Dann ist dein Problem nicht Gliederung oder Relevanz, sondern Fokus. Formulier am Anfang, bevor du anfängst zu schreiben, den Mehrwert für deine Leser. Schreib einen Satz in der Art „Mein Leser lernt beim Lesen dieses Artikels drei Methoden kennen, wie er seine Schreibblockade besiegen kann.“ oder „Mein Leser bekommt in diesem Artikel Anregungen, an welchen 4 Stellschrauben er drehen kann, um schneller zu bloggen“ oder aber „Mein Leser lernt in diesem Artikel, wie er mehr Fokus in seinen gesamten Schreibprozess legt“.
Bloggen beideutet nicht, ALLES zu sagen was du weißt. Bloggen bedeutet, einen Mehrwert für den Leser zu schaffen und zwar, indem du seine brennendsten Fragen beantwortest und Texte schreibst, die gern gelesen werden.

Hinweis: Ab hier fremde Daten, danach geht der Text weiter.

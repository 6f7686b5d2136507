//! Store repository.

use chrono::{DateTime, Utc};
use sqlx::{PgExecutor, PgPool};
use tracing::instrument;

use shelfmerch_core::{MerchantId, StoreId, StoreSlug};

use super::RepositoryError;
use crate::models::Store;

const STORE_COLUMNS: &str =
    "id, merchant_id, name, slug, description, is_active, created_at, updated_at";

#[derive(sqlx::FromRow)]
struct StoreRow {
    id: StoreId,
    merchant_id: MerchantId,
    name: String,
    slug: String,
    description: Option<String>,
    is_active: bool,
    created_at: DateTime<Utc>,
    updated_at: DateTime<Utc>,
}

impl TryFrom<StoreRow> for Store {
    type Error = RepositoryError;

    fn try_from(row: StoreRow) -> Result<Self, Self::Error> {
        let slug = StoreSlug::parse(&row.slug).map_err(|e| {
            RepositoryError::DataCorruption(format!("invalid store slug in database: {e}"))
        })?;

        Ok(Self {
            id: row.id,
            merchant_id: row.merchant_id,
            name: row.name,
            slug,
            description: row.description,
            is_active: row.is_active,
            created_at: row.created_at,
            updated_at: row.updated_at,
        })
    }
}

/// Fields of a new store.
#[derive(Debug, Clone)]
pub struct CreateStore {
    pub merchant_id: MerchantId,
    pub name: String,
    pub slug: StoreSlug,
    pub description: Option<String>,
}

/// Look up an active store by slug.
///
/// Takes any executor so checkout can call it inside its transaction.
///
/// # Errors
///
/// Returns `RepositoryError::Database` if the query fails.
pub async fn find_active_by_slug<'e>(
    executor: impl PgExecutor<'e>,
    slug: &StoreSlug,
) -> Result<Option<Store>, RepositoryError> {
    let row: Option<StoreRow> = sqlx::query_as(&format!(
        "SELECT {STORE_COLUMNS} FROM shelfmerch.store WHERE slug = $1 AND is_active"
    ))
    .bind(slug.as_str())
    .fetch_optional(executor)
    .await?;

    row.map(Store::try_from).transpose()
}

/// Repository for store database operations.
pub struct StoreRepository<'a> {
    pool: &'a PgPool,
}

impl<'a> StoreRepository<'a> {
    /// Create a new store repository.
    #[must_use]
    pub const fn new(pool: &'a PgPool) -> Self {
        Self { pool }
    }

    /// Create a store.
    ///
    /// # Errors
    ///
    /// Returns `RepositoryError::Conflict` if the slug is taken.
    /// Returns `RepositoryError::Database` for other database errors.
    #[instrument(skip_all, fields(merchant_id = %store.merchant_id, slug = %store.slug))]
    pub async fn create(&self, store: &CreateStore) -> Result<Store, RepositoryError> {
        let row: StoreRow = sqlx::query_as(&format!(
            r"
            INSERT INTO shelfmerch.store (merchant_id, name, slug, description)
            VALUES ($1, $2, $3, $4)
            RETURNING {STORE_COLUMNS}
            "
        ))
        .bind(store.merchant_id)
        .bind(&store.name)
        .bind(store.slug.as_str())
        .bind(store.description.as_deref())
        .fetch_one(self.pool)
        .await
        .map_err(|e| RepositoryError::conflict_on_unique(e, "Store slug is already taken"))?;

        row.try_into()
    }

    /// Get an active store by slug (public lookup).
    ///
    /// # Errors
    ///
    /// Returns `RepositoryError::Database` if the query fails.
    pub async fn get_active_by_slug(
        &self,
        slug: &StoreSlug,
    ) -> Result<Option<Store>, RepositoryError> {
        find_active_by_slug(self.pool, slug).await
    }

    /// All stores of a merchant, oldest first.
    ///
    /// # Errors
    ///
    /// Returns `RepositoryError::Database` if the query fails.
    pub async fn list_for_merchant(
        &self,
        merchant_id: MerchantId,
    ) -> Result<Vec<Store>, RepositoryError> {
        let rows: Vec<StoreRow> = sqlx::query_as(&format!(
            "SELECT {STORE_COLUMNS} FROM shelfmerch.store WHERE merchant_id = $1 ORDER BY id"
        ))
        .bind(merchant_id)
        .fetch_all(self.pool)
        .await?;

        rows.into_iter().map(Store::try_from).collect()
    }

    /// One store of a merchant by slug, active or not.
    ///
    /// # Errors
    ///
    /// Returns `RepositoryError::Database` if the query fails.
    pub async fn get_for_merchant(
        &self,
        merchant_id: MerchantId,
        slug: &StoreSlug,
    ) -> Result<Option<Store>, RepositoryError> {
        let row: Option<StoreRow> = sqlx::query_as(&format!(
            "SELECT {STORE_COLUMNS} FROM shelfmerch.store WHERE merchant_id = $1 AND slug = $2"
        ))
        .bind(merchant_id)
        .bind(slug.as_str())
        .fetch_optional(self.pool)
        .await?;

        row.map(Store::try_from).transpose()
    }

    /// Overwrite the editable fields of a store.
    ///
    /// # Errors
    ///
    /// Returns `RepositoryError::NotFound` if the store no longer exists.
    /// Returns `RepositoryError::Database` for other database errors.
    #[instrument(skip_all, fields(store_id = %store.id))]
    pub async fn update(&self, store: &Store) -> Result<Store, RepositoryError> {
        let row: Option<StoreRow> = sqlx::query_as(&format!(
            r"
            UPDATE shelfmerch.store
            SET name = $2, description = $3, is_active = $4
            WHERE id = $1
            RETURNING {STORE_COLUMNS}
            "
        ))
        .bind(store.id)
        .bind(&store.name)
        .bind(store.description.as_deref())
        .bind(store.is_active)
        .fetch_optional(self.pool)
        .await?;

        row.ok_or(RepositoryError::NotFound)?.try_into()
    }
}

Fokussiere dich auf das Problem: Das Problem ist ja, dass viele Eltern Homeschooling als Überforderung betrachten, dass sie nicht wissen, wie das gehen soll. Was ist der Mehrwert, den dein Leser mitnimmt? Vielleicht „Drei richtig gute Gründe für Homeschooling“ oder „Beachte diese fünf Dinge, um Homeschooling für dich und dein Kind zu einem guten Erlebnis werden zu lassen“ oder etwas in der Art. Und dann schreibst du deinen Fokus-Satz. Und das Coole ist: Kein Anspruch auf Vollständigkeit! Es geht nur noch darum: An welchem Punkt ist der vorher bestimmte Mehrwert erreicht? Wenn der nämlich erreicht ist, ist dein Artikel fertig.
Fokus auf den Leser und das Problem – du musst nicht alles sagen, sondern nur das Problem lösen. Es ist Übungssache 😉
Hallo Anna,
als ich heute morgen deine Email für den 13. Tag von 28/29 TC 2020 gelesen habe, habe ich auch gleich den Link zu diesem Blogartikel geöffnet. Wie jeden Tag, wollte ich mir auch heute Notizen machen.
Es ist allerdings folgendes passiert. Mein Kopf hat deine Tipps gleich so umgewandelt, dass ich die Ideen sofort für meinen eigenen Blog formuliert habe. Dabei ist etwas völlig anderes herausgekommen, als ich vermutet hatte. Aber jetzt habe ich schriftlich einige Ideen festgehalten, die für die Zukunft meines Blogs wichtig sind.
Liebe Grüße
Hallo Edith,
das ist doch super! Dann bist du vielleicht schon mehr Bloggerin als du selbst glaubst! Vielleicht brauchst du keine Basics mehr, sondern nur noch meine Power-Talks 😉
Wenn du mir davon erzählen magst, freu ich mich!